*** Opening of Records shown ***

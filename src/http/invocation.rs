//! Normalized invocation types passed to gateway handlers.

use crate::http::payload::Payload;
use bytes::Bytes;
use serde::{Deserialize, Serialize};
use serde_json::Value;

/// HTTP method enumeration.
#[derive(Debug, Clone, Copy, Default, PartialEq, Eq, Serialize, Deserialize)]
#[serde(rename_all = "UPPERCASE")]
pub enum Method {
    #[default]
    Get,
    Post,
    Put,
    Delete,
    Patch,
    Head,
    Options,
}

impl Method {
    /// Whether this method carries body semantics on the wire.
    pub fn has_body(&self) -> bool {
        !matches!(self, Method::Get | Method::Head | Method::Options)
    }
}

impl std::fmt::Display for Method {
    fn fmt(&self, f: &mut std::fmt::Formatter<'_>) -> std::fmt::Result {
        match self {
            Method::Get => write!(f, "GET"),
            Method::Post => write!(f, "POST"),
            Method::Put => write!(f, "PUT"),
            Method::Delete => write!(f, "DELETE"),
            Method::Patch => write!(f, "PATCH"),
            Method::Head => write!(f, "HEAD"),
            Method::Options => write!(f, "OPTIONS"),
        }
    }
}

impl From<&hyper::Method> for Method {
    fn from(method: &hyper::Method) -> Self {
        match *method {
            hyper::Method::GET => Method::Get,
            hyper::Method::POST => Method::Post,
            hyper::Method::PUT => Method::Put,
            hyper::Method::DELETE => Method::Delete,
            hyper::Method::PATCH => Method::Patch,
            hyper::Method::HEAD => Method::Head,
            hyper::Method::OPTIONS => Method::Options,
            _ => Method::Get,
        }
    }
}

/// Invocation kind tag carried on every [`Invocation`].
///
/// HTTP-triggered invocations display as `HTTP_<METHOD>`; simulated events
/// carry their own fixed tag.
#[derive(Debug, Clone, Copy, PartialEq, Eq)]
pub enum InvocationKind {
    Http(Method),
    SimulatedEvent,
}

impl std::fmt::Display for InvocationKind {
    fn fmt(&self, f: &mut std::fmt::Formatter<'_>) -> std::fmt::Result {
        match self {
            InvocationKind::Http(method) => write!(f, "HTTP_{}", method),
            InvocationKind::SimulatedEvent => write!(f, "simulated.event"),
        }
    }
}

/// The normalized unit of work passed to a handler.
///
/// Built fresh per request by the router and discarded after the handler
/// returns. `uri_args` holds the path segments following the route name, in
/// original order.
#[derive(Debug, Clone)]
pub struct Invocation {
    pub kind: InvocationKind,
    pub payload: Payload,
    pub uri_args: Vec<String>,
}

impl Invocation {
    pub fn new(kind: InvocationKind, payload: Payload) -> Self {
        Self {
            kind,
            payload,
            uri_args: Vec::new(),
        }
    }

    pub fn with_args(mut self, uri_args: Vec<String>) -> Self {
        self.uri_args = uri_args;
        self
    }

    /// Get a positional path argument, if present.
    pub fn arg(&self, index: usize) -> Option<&str> {
        self.uri_args.get(index).map(String::as_str)
    }
}

/// A materialized inbound request: method, URI, and fully-drained body.
///
/// This is the raw shape every host (dev server, container, cloud adapter)
/// reduces its own request type to before handing it to the router. Body
/// draining is the host's job; everything past this point is pure
/// computation over buffered input.
#[derive(Debug, Clone, Default)]
pub struct RawRequest {
    pub method: Method,
    /// Request path including any query string.
    pub uri: String,
    /// Drained body bytes, if the request carried any.
    pub body: Option<Bytes>,
    /// Body already parsed by the host (some hosts pre-parse JSON bodies).
    pub parsed_body: Option<Value>,
}

impl RawRequest {
    pub fn new(method: Method, uri: impl Into<String>) -> Self {
        Self {
            method,
            uri: uri.into(),
            body: None,
            parsed_body: None,
        }
    }

    /// Set the request body.
    pub fn body(mut self, body: impl Into<Bytes>) -> Self {
        self.body = Some(body.into());
        self
    }

    /// Set a host-pre-parsed body, used instead of re-parsing the raw bytes.
    pub fn parsed_body(mut self, value: Value) -> Self {
        self.parsed_body = Some(value);
        self
    }

    /// The URI path, without the query string.
    pub fn path(&self) -> &str {
        self.uri.split('?').next().unwrap_or("")
    }

    /// The query string, if any.
    pub fn query(&self) -> Option<&str> {
        self.uri.split_once('?').map(|(_, q)| q)
    }

    /// Non-empty path segments in order.
    pub fn path_segments(&self) -> Vec<&str> {
        self.path().split('/').filter(|s| !s.is_empty()).collect()
    }
}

*** Close of Records shown ***

Your objective: Copy each line of the material exactly as written.

Output:
filename src/http/invocation.rs
//! Normalized invocation types passed to gateway handlers.

use crate::http::payload::Payload;
use bytes::Bytes;
use serde::{Deserialize, Serialize};
use serde_json::Value;

/// HTTP method enumeration.
#[derive(Debug, Clone, Copy, Default, PartialEq, Eq, Serialize, Deserialize)]
#[serde(rename_all = "UPPERCASE")]
pub enum Method {
    #[default]
    Get,
    Post,
    Put,
    Delete,
    Patch,
    Head,
    Options,
}

impl Method {
    /// Whether this method carries body semantics on the wire.
    pub fn has_body(&self) -> bool {
        !matches!(self, Method::Get | Method::Head | Method::Options)
    }
}

impl std::fmt::Display for Method {
    fn fmt(&self, f: &mut std::fmt::Formatter<'_>) -> std::fmt::Result {
        match self {
            Method::Get => write!(f, "GET"),
            Method::Post => write!(f, "POST"),
            Method::Put => write!(f, "PUT"),
            Method::Delete => write!(f, "DELETE"),
            Method::Patch => write!(f, "PATCH"),
            Method::Head => write!(f, "HEAD"),
            Method::Options => write!(f, "OPTIONS"),
        }
    }
}

impl From<&hyper::Method> for Method {
    fn from(method: &hyper::Method) -> Self {
        match *method {
            hyper::Method::GET => Method::Get,
            hyper::Method::POST => Method::Post,
            hyper::Method::PUT => Method::Put,
            hyper::Method::DELETE => Method::Delete,
            hyper::Method::PATCH => Method::Patch,
            hyper::Method::HEAD => Method::Head,
            hyper::Method::OPTIONS => Method::Options,
            _ => Method::Get,
        }
    }
}

/// Invocation kind tag carried on every [`Invocation`].
///
/// HTTP-triggered invocations display as `HTTP_<METHOD>`; simulated events
/// carry their own fixed tag.
#[derive(Debug, Clone, Copy, PartialEq, Eq)]
pub enum InvocationKind {
    Http(Method),
    SimulatedEvent,
}

impl std::fmt::Display for InvocationKind {
    fn fmt(&self, f: &mut std::fmt::Formatter<'_>) -> std::fmt::Result {
        match self {
            InvocationKind::Http(method) => write!(f, "HTTP_{}", method),
            InvocationKind::SimulatedEvent => write!(f, "simulated.event"),
        }
    }
}

/// The normalized unit of work passed to a handler.
///
/// Built fresh per request by the router and discarded after the handler
/// returns. `uri_args` holds the path segments following the route name, in
/// original order.
#[derive(Debug, Clone)]
pub struct Invocation {
    pub kind: InvocationKind,
    pub payload: Payload,
    pub uri_args: Vec<String>,
}

impl Invocation {
    pub fn new(kind: InvocationKind, payload: Payload) -> Self {
        Self {
            kind,
            payload,
            uri_args: Vec::new(),
        }
    }

    pub fn with_args(mut self, uri_args: Vec<String>) -> Self {
        self.uri_args = uri_args;
        self
    }

    /// Get a positional path argument, if present.
    pub fn arg(&self, index: usize) -> Option<&str> {
        self.uri_args.get(index).map(String::as_str)
    }
}

/// A materialized inbound request: method, URI, and fully-drained body.
///
/// This is the raw shape every host (dev server, container, cloud adapter)
/// reduces its own request type to before handing it to the router. Body
/// draining is the host's job; everything past this point is pure
/// computation over buffered input.
#[derive(Debug, Clone, Default)]
pub struct RawRequest {
    pub method: Method,
    /// Request path including any query string.
    pub uri: String,
    /// Drained body bytes, if the request carried any.
    pub body: Option<Bytes>,
    /// Body already parsed by the host (some hosts pre-parse JSON bodies).
    pub parsed_body: Option<Value>,
}

impl RawRequest {
    pub fn new(method: Method, uri: impl Into<String>) -> Self {
        Self {
            method,
            uri: uri.into(),
            body: None,
            parsed_body: None,
        }
    }

    /// Set the request body.
    pub fn body(mut self, body: impl Into<Bytes>) -> Self {
        self.body = Some(body.into());
        self
    }

    /// Set a host-pre-parsed body, used instead of re-parsing the raw bytes.
    pub fn parsed_body(mut self, value: Value) -> Self {
        self.parsed_body = Some(value);
        self
    }

    /// The URI path, without the query string.
    pub fn path(&self) -> &str {
        self.uri.split('?').next().unwrap_or("")
    }

    /// The query string, if any.
    pub fn query(&self) -> Option<&str> {
        self.uri.split_once('?').map(|(_, q)| q)
    }

    /// Non-empty path segments in order.
    pub fn path_segments(&self) -> Vec<&str> {
        self.path().split('/').filter(|s| !s.is_empty()).collect()
    }
}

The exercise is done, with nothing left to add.